*Task input*.
use serde::{Deserialize, Serialize};

/// JSON-RPC 2.0 request.
#[derive(Debug, Deserialize)]
pub struct RpcRequest {
    pub method: String,
    pub params: Option<serde_json::Value>,
    pub id: Option<serde_json::Value>,
}

/// JSON-RPC 2.0 response in the client-facing wire format.
///
/// Clients expect: `{ id, success, result?, error?: { code: String, message } }`
#[derive(Debug, Serialize)]
pub struct RpcResponse {
    pub id: Option<serde_json::Value>,
    pub success: bool,
    #[serde(skip_serializing_if = "Option::is_none")]
    pub result: Option<serde_json::Value>,
    #[serde(skip_serializing_if = "Option::is_none")]
    pub error: Option<RpcError>,
}

/// JSON-RPC 2.0 error object with a string code.
#[derive(Debug, Serialize)]
pub struct RpcError {
    pub code: String,
    pub message: String,
    #[serde(skip_serializing_if = "Option::is_none")]
    pub data: Option<serde_json::Value>,
}

// Standard JSON-RPC error codes (used internally for routing)
pub const PARSE_ERROR: i32 = -32700;
pub const INVALID_REQUEST: i32 = -32600;
pub const METHOD_NOT_FOUND: i32 = -32601;
pub const INVALID_PARAMS: i32 = -32602;
pub const INTERNAL_ERROR: i32 = -32603;

/// Map numeric JSON-RPC error codes to client-expected string codes.
pub fn error_code_to_string(code: i32) -> &'static str {
    match code {
        PARSE_ERROR => "PARSE_ERROR",
        INVALID_REQUEST => "INVALID_REQUEST",
        METHOD_NOT_FOUND => "METHOD_NOT_FOUND",
        INVALID_PARAMS => "INVALID_PARAMS",
        INTERNAL_ERROR => "INTERNAL_ERROR",
        _ => "UNKNOWN_ERROR",
    }
}

impl RpcResponse {
    pub fn success(id: Option<serde_json::Value>, result: serde_json::Value) -> Self {
        Self {
            id,
            success: true,
            result: Some(result),
            error: None,
        }
    }

    pub fn error(id: Option<serde_json::Value>, code: i32, message: impl Into<String>) -> Self {
        Self::domain_error(id, error_code_to_string(code), message)
    }

    /// Error with a domain string code (VALIDATION_ERROR, AUTH_ERROR,
    /// CONFLICT_ERROR, NOT_FOUND) rather than a transport-level one.
    pub fn domain_error(
        id: Option<serde_json::Value>,
        code: impl Into<String>,
        message: impl Into<String>,
    ) -> Self {
        Self {
            id,
            success: false,
            result: None,
            error: Some(RpcError {
                code: code.into(),
                message: message.into(),
                data: None,
            }),
        }
    }

    pub fn method_not_found(id: Option<serde_json::Value>, method: &str) -> Self {
        Self::error(id, METHOD_NOT_FOUND, format!("Method not found: {method}"))
    }

    pub fn invalid_params(id: Option<serde_json::Value>, msg: impl Into<String>) -> Self {
        Self::error(id, INVALID_PARAMS, msg)
    }

    pub fn internal_error(id: Option<serde_json::Value>, msg: impl Into<String>) -> Self {
        Self::error(id, INTERNAL_ERROR, msg)
    }

    pub fn parse_error() -> Self {
        Self::error(None, PARSE_ERROR, "Parse error")
    }
}

/// Extract a required string param from the RPC params object.
pub fn require_str<'a>(params: &'a serde_json::Value, key: &str) -> Result<&'a str, String> {
    params
        .get(key)
        .and_then(|v| v.as_str())
        .ok_or_else(|| format!("Missing required parameter: {key}"))
}

/// Extract an optional string param.
pub fn optional_str<'a>(params: &'a serde_json::Value, key: &str) -> Option<&'a str> {
    params.get(key).and_then(|v| v.as_str())
}

/// Extract an optional i64 param.
pub fn optional_i64(params: &serde_json::Value, key: &str) -> Option<i64> {
    params.get(key).and_then(|v| v.as_i64())
}

/// Extract an optional bool param.
pub fn optional_bool(params: &serde_json::Value, key: &str) -> Option<bool> {
    params.get(key).and_then(|v| v.as_bool())
}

*What is expected*. Repeat the records above in full, word for word.

*Task output*.
use serde::{Deserialize, Serialize};

/// JSON-RPC 2.0 request.
#[derive(Debug, Deserialize)]
pub struct RpcRequest {
    pub method: String,
    pub params: Option<serde_json::Value>,
    pub id: Option<serde_json::Value>,
}

/// JSON-RPC 2.0 response in the client-facing wire format.
///
/// Clients expect: `{ id, success, result?, error?: { code: String, message } }`
#[derive(Debug, Serialize)]
pub struct RpcResponse {
    pub id: Option<serde_json::Value>,
    pub success: bool,
    #[serde(skip_serializing_if = "Option::is_none")]
    pub result: Option<serde_json::Value>,
    #[serde(skip_serializing_if = "Option::is_none")]
    pub error: Option<RpcError>,
}

/// JSON-RPC 2.0 error object with a string code.
#[derive(Debug, Serialize)]
pub struct RpcError {
    pub code: String,
    pub message: String,
    #[serde(skip_serializing_if = "Option::is_none")]
    pub data: Option<serde_json::Value>,
}

// Standard JSON-RPC error codes (used internally for routing)
pub const PARSE_ERROR: i32 = -32700;
pub const INVALID_REQUEST: i32 = -32600;
pub const METHOD_NOT_FOUND: i32 = -32601;
pub const INVALID_PARAMS: i32 = -32602;
pub const INTERNAL_ERROR: i32 = -32603;

/// Map numeric JSON-RPC error codes to client-expected string codes.
pub fn error_code_to_string(code: i32) -> &'static str {
    match code {
        PARSE_ERROR => "PARSE_ERROR",
        INVALID_REQUEST => "INVALID_REQUEST",
        METHOD_NOT_FOUND => "METHOD_NOT_FOUND",
        INVALID_PARAMS => "INVALID_PARAMS",
        INTERNAL_ERROR => "INTERNAL_ERROR",
        _ => "UNKNOWN_ERROR",
    }
}

impl RpcResponse {
    pub fn success(id: Option<serde_json::Value>, result: serde_json::Value) -> Self {
        Self {
            id,
            success: true,
            result: Some(result),
            error: None,
        }
    }

    pub fn error(id: Option<serde_json::Value>, code: i32, message: impl Into<String>) -> Self {
        Self::domain_error(id, error_code_to_string(code), message)
    }

    /// Error with a domain string code (VALIDATION_ERROR, AUTH_ERROR,
    /// CONFLICT_ERROR, NOT_FOUND) rather than a transport-level one.
    pub fn domain_error(
        id: Option<serde_json::Value>,
        code: impl Into<String>,
        message: impl Into<String>,
    ) -> Self {
        Self {
            id,
            success: false,
            result: None,
            error: Some(RpcError {
                code: code.into(),
                message: message.into(),
                data: None,
            }),
        }
    }

    pub fn method_not_found(id: Option<serde_json::Value>, method: &str) -> Self {
        Self::error(id, METHOD_NOT_FOUND, format!("Method not found: {method}"))
    }

    pub fn invalid_params(id: Option<serde_json::Value>, msg: impl Into<String>) -> Self {
        Self::error(id, INVALID_PARAMS, msg)
    }

    pub fn internal_error(id: Option<serde_json::Value>, msg: impl Into<String>) -> Self {
        Self::error(id, INTERNAL_ERROR, msg)
    }

    pub fn parse_error() -> Self {
        Self::error(None, PARSE_ERROR, "Parse error")
    }
}

/// Extract a required string param from the RPC params object.
pub fn require_str<'a>(params: &'a serde_json::Value, key: &str) -> Result<&'a str, String> {
    params
        .get(key)
        .and_then(|v| v.as_str())
        .ok_or_else(|| format!("Missing required parameter: {key}"))
}

/// Extract an optional string param.
pub fn optional_str<'a>(params: &'a serde_json::Value, key: &str) -> Option<&'a str> {
    params.get(key).and_then(|v| v.as_str())
}

/// Extract an optional i64 param.
pub fn optional_i64(params: &serde_json::Value, key: &str) -> Option<i64> {
    params.get(key).and_then(|v| v.as_i64())
}

/// Extract an optional bool param.
pub fn optional_bool(params: &serde_json::Value, key: &str) -> Option<bool> {
    params.get(key).and_then(|v| v.as_bool())
}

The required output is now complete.